The moeda insulana ("insular currency") was the currency of the Portuguese archipelago of the Azores, used until 1931, when it was replaced by the Portuguese escudo.

==History==
The real was currency of the Ilhas Adjacentes (Adjacent Islands) of Portugal, referring to the archipelago of the Azores and Madeira. It consisted of coins and banknotes, specifically issued and circulated in those islands, but with their own surcharge.

Coins were issued for the Azores until 1901 and banknotes were issued between 1895 and 1910. Although the Portuguese escudo replaced the real (1000 réis = 1 escudo) in 1911, the Azorean banknotes continued to circulate until 1932.

Although the Madeira equivalent continued to circulate until the end of the 19th century, the Azorean real continued to appear until 1931. At that time it was discounted by 25% to the Portuguese currency.
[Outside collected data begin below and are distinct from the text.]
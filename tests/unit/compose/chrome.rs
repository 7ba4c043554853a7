use super::*;
use crate::style::insets::FixedInsets;
use crate::style::window::{GlassIntensity, MaterialIntensity};

fn insets() -> Arc<dyn InsetProvider> {
    Arc::new(FixedInsets {
        title_bar: 30.0,
        toolbar: 50.0,
    })
}

fn chrome() -> WindowChrome {
    WindowChrome::new(Content::solid(400.0, 300.0, Color::hex(0xFF0000))).insets(insets())
}

fn window_children(scene: &Scene) -> &[Node] {
    scene.find(LayerRole::Window).unwrap().children()
}

#[test]
fn fit_content_frame_adds_the_inset() {
    let geo = chrome().geometry();
    assert_eq!(geo.top_inset, 30.0);
    assert_eq!(geo.window.size(), Size::new(400.0, 330.0));
    assert_eq!(geo.content, Rect::new(60.0, 90.0, 460.0, 390.0));
    assert_eq!(
        geo.canvas,
        Canvas {
            width: 520,
            height: 450
        }
    );
}

#[test]
fn fixed_size_is_the_outer_frame() {
    let geo = chrome()
        .size(WindowSize::Fixed {
            width: 500.0,
            height: 350.0,
        })
        .style(WindowStyle::ToolBar)
        .geometry();
    assert_eq!(geo.window, Rect::new(60.0, 60.0, 560.0, 410.0));
    assert_eq!(geo.corner_radius, 26.0);
    assert_eq!(geo.content.y0 - geo.window.y0, 50.0);
}

#[test]
fn negative_sizes_pass_through() {
    let geo = chrome()
        .size(WindowSize::Fixed {
            width: -10.0,
            height: 0.0,
        })
        .geometry();
    assert_eq!(geo.window.width(), -10.0);
    assert_eq!(geo.canvas.width, 428);
    let bare = chrome()
        .custom_wallpaper(Content::solid(1.0, 1.0, Color::WHITE))
        .size(WindowSize::Fixed {
            width: -10.0,
            height: 0.0,
        })
        .geometry();
    assert_eq!(bare.canvas.width, 120);
    let _ = chrome()
        .size(WindowSize::Fixed {
            width: -10.0,
            height: 0.0,
        })
        .compose(Appearance::Light);
}

#[test]
fn layers_are_stacked_back_to_front() {
    let scene = chrome().compose(Appearance::Light);
    assert_eq!(
        scene.layer_roles(),
        vec![
            LayerRole::Wallpaper,
            LayerRole::Shadow,
            LayerRole::Window,
            LayerRole::Border,
            LayerRole::Controls,
        ]
    );
    let inner: Vec<_> = window_children(&scene)
        .iter()
        .filter_map(Node::role)
        .collect();
    assert_eq!(
        inner,
        vec![
            LayerRole::Background,
            LayerRole::Content,
            LayerRole::TitleBar,
            LayerRole::TrafficLights,
        ]
    );
}

#[test]
fn window_is_clipped_to_the_corner_radius() {
    let scene = chrome().style(WindowStyle::Custom(7.5)).compose(Appearance::Light);
    let Some(Node::Group {
        clip: Some(clip), ..
    }) = scene.find(LayerRole::Window)
    else {
        panic!("window group must be clipped");
    };
    assert_eq!(clip.kind, crate::scene::model::ShapeKind::RoundedRect { radius: 7.5 });
}

#[test]
fn compose_is_idempotent() {
    let c = chrome().title("Preview").background(BackgroundStyle::Glass(GlassIntensity::Regular));
    let a = c.compose(Appearance::Dark);
    let b = c.compose(Appearance::Dark);
    assert_eq!(a, b);
    assert_eq!(a.fingerprint(), b.fingerprint());
    assert_ne!(a.fingerprint(), c.compose(Appearance::Light).fingerprint());
}

#[test]
fn transparent_material_produces_no_fill() {
    let scene = chrome()
        .background(BackgroundStyle::Material(None))
        .compose(Appearance::Light);
    assert!(scene.find(LayerRole::Background).unwrap().children().is_empty());
}

#[test]
fn system_default_is_an_opaque_fill() {
    for ambient in Appearance::ALL {
        let scene = chrome().compose(ambient);
        let bg = scene.find(LayerRole::Background).unwrap().children();
        let [Node::Fill {
            paint: Paint::Solid(color),
            opacity,
            ..
        }] = bg
        else {
            panic!("expected a single solid fill");
        };
        assert_eq!(color.a, 1.0);
        assert_eq!(*opacity, 1.0);
    }
}

#[test]
fn material_uses_intensity_blur_and_tint() {
    let scene = chrome()
        .background(BackgroundStyle::Material(Some(MaterialIntensity::Thick)))
        .compose(Appearance::Dark);
    let bg = scene.find(LayerRole::Background).unwrap().children();
    let [Node::Backdrop {
        blur_radius, tint, ..
    }] = bg
    else {
        panic!("expected a backdrop");
    };
    assert_eq!(*blur_radius, MaterialIntensity::Thick.blur_radius());
    assert_eq!(tint.a, MaterialIntensity::Thick.tint_alpha());
}

#[test]
fn glass_adds_sheen_and_rim() {
    let scene = chrome()
        .background(BackgroundStyle::Glass(GlassIntensity::Clear))
        .compose(Appearance::Light);
    let bg = scene.find(LayerRole::Background).unwrap().children();
    assert_eq!(bg.len(), 3);
    assert!(matches!(bg[0], Node::Backdrop { .. }));
    assert!(matches!(bg[1], Node::Fill { .. }));
    assert!(matches!(bg[2], Node::Stroke { .. }));
}

fn labels(scene: &Scene) -> Vec<String> {
    fn walk(node: &Node, out: &mut Vec<String>) {
        if let Node::Label { text, .. } = node {
            out.push(text.clone());
        }
        for c in node.children() {
            walk(c, out);
        }
    }
    let mut out = Vec::new();
    if let Some(window) = scene.find(LayerRole::Window) {
        walk(window, &mut out);
    }
    out
}

#[test]
fn title_is_ignored_without_a_title_bar() {
    let shown = chrome().title("Inspector").compose(Appearance::Light);
    assert_eq!(labels(&shown), vec!["Inspector".to_owned()]);

    for style in [WindowStyle::HiddenTitleBar, WindowStyle::Custom(12.0)] {
        let hidden = chrome().title("Inspector").style(style).compose(Appearance::Light);
        assert!(labels(&hidden).is_empty());
        assert!(hidden.find(LayerRole::TitleBar).is_none());
    }
}

#[test]
fn traffic_lights_toggle_and_float_without_title_bar() {
    let off = chrome().traffic_lights(false).compose(Appearance::Light);
    assert!(off.find(LayerRole::TrafficLights).is_none());

    let hidden = chrome().style(WindowStyle::HiddenTitleBar).compose(Appearance::Light);
    let lights = hidden.find(LayerRole::TrafficLights).unwrap().children();
    let fills: Vec<_> = lights
        .iter()
        .filter_map(|n| match n {
            Node::Fill {
                shape,
                paint: Paint::Solid(c),
                ..
            } => Some((shape.rect.center(), *c)),
            _ => None,
        })
        .collect();
    assert_eq!(fills.len(), 3);
    assert_eq!(fills[0].0, Point::new(80.0, 80.0));
    assert_eq!(fills[1].0, Point::new(100.0, 80.0));
    assert_eq!(fills[2].1, Color::hex(0x26CC40));
}

#[test]
fn traffic_lights_sit_in_the_middle_of_the_title_bar() {
    let scene = chrome().style(WindowStyle::ToolBar).compose(Appearance::Light);
    let lights = scene.find(LayerRole::TrafficLights).unwrap().children();
    let Node::Fill { shape, .. } = &lights[0] else {
        panic!("expected fill");
    };
    assert_eq!(shape.rect.center(), Point::new(80.0, 85.0));
    assert_eq!(shape.rect.width(), 12.0);
}

#[test]
fn custom_wallpaper_removes_controls() {
    let c = chrome().custom_wallpaper(Content::solid(1.0, 1.0, Color::hex(0x336699)));
    let scene = c.compose(Appearance::Light);
    assert!(scene.find(LayerRole::Controls).is_none());
    assert!(c.controls(Appearance::Light).is_none());
    let center = ControlStrip::layout(c.geometry().canvas)[0].rect.center();
    assert_eq!(c.hit_test(center), None);
    let wallpaper = scene.find(LayerRole::Wallpaper).unwrap().children();
    assert_eq!(
        wallpaper,
        &[Node::fill(
            Shape::rect(scene.canvas.rect()),
            Paint::Solid(Color::hex(0x336699))
        )]
    );
}

#[test]
fn controls_reflect_and_drive_the_configuration() {
    let c = chrome().wallpaper(WallpaperStyle::Sunset, None);
    let state = c.controls(Appearance::Dark).unwrap();
    assert_eq!(state.wallpaper, WallpaperStyle::Sunset);
    assert_eq!(state.appearance, Appearance::Dark);

    let point = ControlStrip::layout(c.geometry().canvas)[1].rect.center();
    assert_eq!(c.hit_test(point), Some(ControlKind::Background));

    let next = c.clone().advance_control(ControlKind::Background, Appearance::Dark);
    assert_eq!(
        next.background_style(),
        BackgroundStyle::Material(Some(MaterialIntensity::Regular))
    );
    let next = next.advance_control(ControlKind::Wallpaper, Appearance::Dark);
    assert_eq!(next.controls(Appearance::Dark).unwrap().wallpaper, WallpaperStyle::Meadow);
    let next = next.advance_control(ControlKind::Style, Appearance::Dark);
    assert_eq!(next.window_style(), WindowStyle::HiddenTitleBar);
    let next = next.advance_control(ControlKind::Appearance, Appearance::Dark);
    assert_eq!(next.resolved_appearance(Appearance::Dark), Appearance::Light);

    // The original value is untouched.
    assert_eq!(c.background_style(), BackgroundStyle::SystemDefault);
}

#[test]
fn select_wallpaper_keeps_pinned_appearance() {
    let c = chrome()
        .wallpaper(WallpaperStyle::Ocean, Some(Appearance::Dark))
        .select_wallpaper(WallpaperStyle::Meadow);
    let WallpaperSource::Generated(g) = c.wallpaper_source() else {
        panic!("expected generated wallpaper");
    };
    assert_eq!(g.style(), WallpaperStyle::Meadow);
    assert_eq!(g.appearance_override(), Some(Appearance::Dark));
}

#[test]
fn setters_return_independent_copies() {
    let base = chrome();
    let a = base.clone().style(WindowStyle::ToolBar);
    let b = base.clone().style(WindowStyle::HiddenTitleBar);
    assert_eq!(base.window_style(), WindowStyle::TitleBar);
    assert_eq!(a.window_style(), WindowStyle::ToolBar);
    assert_eq!(b.window_style(), WindowStyle::HiddenTitleBar);
}

#[test]
fn window_appearance_reaches_unpinned_wallpaper() {
    let dark = chrome()
        .wallpaper(WallpaperStyle::Solid, None)
        .appearance(Some(Appearance::Dark))
        .compose(Appearance::Light);
    let wallpaper = dark.find(LayerRole::Wallpaper).unwrap().children();
    let [Node::Fill {
        paint: Paint::Solid(c),
        ..
    }] = wallpaper
    else {
        panic!("expected solid wallpaper");
    };
    assert_eq!(*c, Color::hex(0x1C1C1E));
}

#[test]
fn narrow_window_widens_the_canvas_for_the_control_strip() {
    let c = WindowChrome::new(Content::solid(120.0, 80.0, Color::WHITE)).insets(insets());
    let geo = c.geometry();
    assert_eq!(geo.canvas.width, 428);
    assert_eq!(geo.window.width(), 120.0);
    assert_eq!(geo.window.x0, 154.0);
    assert_eq!(geo.window.center().x, 214.0);

    let canvas = geo.canvas.rect();
    for seg in ControlStrip::layout(geo.canvas) {
        assert!(seg.rect.x0 >= 0.0 && seg.rect.x1 <= canvas.x1, "{seg:?}");
        assert_eq!(c.hit_test(seg.rect.center()), Some(seg.kind));
    }
}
Owing to their surcharge, the island currency maintained a denomination that was inferior to the continental currency. Since the end of the 19th century there was a push to unify the currency in order to facilitate commercial exchange and eliminate barriers to free movement of cash that isolated the Azores. The proposal, supported by public officials and larger merchants, ran counter to the resistance from the local population that paid their taxes 25% greater than island currencies and who were afraid of the monetary crises that occurred during the first half of the 19th century. During these episodes local commerce was decimated and local savings in ruins.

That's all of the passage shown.